Don't worry about it, JVM optimization is very aggressive these days.
Use the 2nd form, for it's more readable, and most likely as fast. Premature optimization yada yada.
And when you do need to improve speed, always profile first, don't guess.
It is extremely unlikely that caching size() in a local variable could benefit your app noticeably. If it does, you must be doing simple operations over a huge dataset. You shouldn't use ArrayList at all in that case.
Maybe it is worth to note that this construct:
for (String s : getStringsList()) {
//...
}
invokes getStringsList() only once and then operates on iterator behind the scenes. So it is safe to perform lengthy operations or change some state inside getStringsList().
Always avoid anything that can be done outside of the loop like method calls, assigning values to variables, or testing for conditions.
Method calls are more costly than the equivalent code without the call, and by repeating method calls again and again, you just add overhead to your application.

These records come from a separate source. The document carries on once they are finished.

use std::str::FromStr;

use serde::Deserialize;

use crate::{language::LanguageResolver, models::CatalogEntry};

#[derive(Clone, Copy, Debug, Default, Eq, PartialEq, Deserialize)]
#[serde(try_from = "String")]
pub enum GenreMatch {
    /// Every requested genre must be present.
    #[default]
    All,
    /// At least one requested genre must be present.
    Any,
}

impl FromStr for GenreMatch {
    type Err = String;

    fn from_str(s: &str) -> Result<Self, Self::Err> {
        if s.eq_ignore_ascii_case("all") {
            Ok(Self::All)
        } else if s.eq_ignore_ascii_case("any") {
            Ok(Self::Any)
        } else {
            Err(format!("unknown genre match `{s}`, expected all or any"))
        }
    }
}

impl TryFrom<String> for GenreMatch {
    type Error = String;

    fn try_from(s: String) -> Result<Self, Self::Error> {
        s.parse()
    }
}

/// Optional predicates over a catalog entry. Unset fields do not constrain.
///
/// Bounds are inclusive. An entry without a year or runtime fails any bound
/// on that field.
#[derive(Clone, Debug, Default, PartialEq)]
pub struct FilterConfig {
    pub genres: Option<Vec<String>>,
    pub genre_match: GenreMatch,
    pub min_rating: Option<f64>,
    pub min_votes: Option<u64>,
    pub min_year: Option<i32>,
    pub max_year: Option<i32>,
    pub min_runtime: Option<u32>,
    pub max_runtime: Option<u32>,
    pub language: Option<String>,
}

impl FilterConfig {
    /// True when no entry can ever satisfy the bounds, e.g. `min_year > max_year`.
    pub fn is_contradictory(&self) -> bool {
        let inverted = |lo: Option<i64>, hi: Option<i64>| matches!((lo, hi), (Some(lo), Some(hi)) if lo > hi);
        inverted(self.min_year.map(i64::from), self.max_year.map(i64::from))
            || inverted(self.min_runtime.map(i64::from), self.max_runtime.map(i64::from))
            || self.min_rating.is_some_and(|r| r.is_nan() || r > 10.0)
    }

    /// Evaluates every predicate except language.
    pub fn matches_fields(&self, entry: &CatalogEntry) -> bool {
        if let Some(min) = self.min_rating {
            if entry.average_rating < min {
                return false;
            }
        }
        if let Some(min) = self.min_votes {
            if entry.num_votes < min {
                return false;
            }
        }
        if !in_range(entry.start_year, self.min_year, self.max_year) {
            return false;
        }
        if !in_range(entry.runtime_minutes, self.min_runtime, self.max_runtime) {
            return false;
        }
        match &self.genres {
            Some(genres) if !genres.is_empty() => genre_matches(entry, genres, self.genre_match),
            _ => true,
        }
    }

    /// Full predicate. The language check goes last since it is the only one
    /// that may consult the resolver.
    pub fn matches(&self, entry: &CatalogEntry, resolver: &LanguageResolver) -> bool {
        if !self.matches_fields(entry) {
            return false;
        }
        match &self.language {
            Some(code) => language_matches(entry, code, resolver),
            None => true,
        }
    }
}

fn in_range<T: PartialOrd + Copy>(value: Option<T>, min: Option<T>, max: Option<T>) -> bool {
    if min.is_none() && max.is_none() {
        return true;
    }
    let Some(value) = value else {
        return false;
    };
    min.is_none_or(|m| value >= m) && max.is_none_or(|m| value <= m)
}

/// Case-insensitive genre membership.
pub fn genre_matches(entry: &CatalogEntry, genres: &[String], mode: GenreMatch) -> bool {
    match mode {
        GenreMatch::All => genres.iter().all(|g| entry.has_genre(g)),
        GenreMatch::Any => genres.iter().any(|g| entry.has_genre(g)),
    }
}

/// Exact comparison against the resolved code.
pub fn language_matches(entry: &CatalogEntry, code: &str, resolver: &LanguageResolver) -> bool {
    entry.language_or_resolve(|id| resolver.resolve(id).to_string()) == code
}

Move any method calls out of the loop, even if this requires rewriting of the code.
Benefits :-
Unless the compiler optimizes it, the loop condition will be calculated for each iteration over the loop.
If the condition value is not going to change, the code will execute faster if the method call is moved out of the loop.
Note :-
If the method returns a value that will not change during the loop, then store its value in a temporary variable before the loop.
Hence its value is stored in a temporary variable size outside the loop, and then used as the loop termination condition.
Related
I am doing some performance optimization for my java application and I am confuse about using the tmp variable to remove the method invocation in loop termination. Here is my situation:
Vector myVector = new Vector();
// some code
for (int i=0;i<myVector.size();i++){
//some code here;
}
I want to use
int tmp = myVector.size();
for(int i=0;i<tmp;i++){
//some code here
}
What would be negative impact of using second scenario ? My application is pretty large and I am not sure when and where myVector is being updated.
This change will not have any noticable impact on performance, neither positive nor negative. So you should not change this as long as there is no profound reason to do so.
Regarding your question
What could be negative impact of using second scenario ?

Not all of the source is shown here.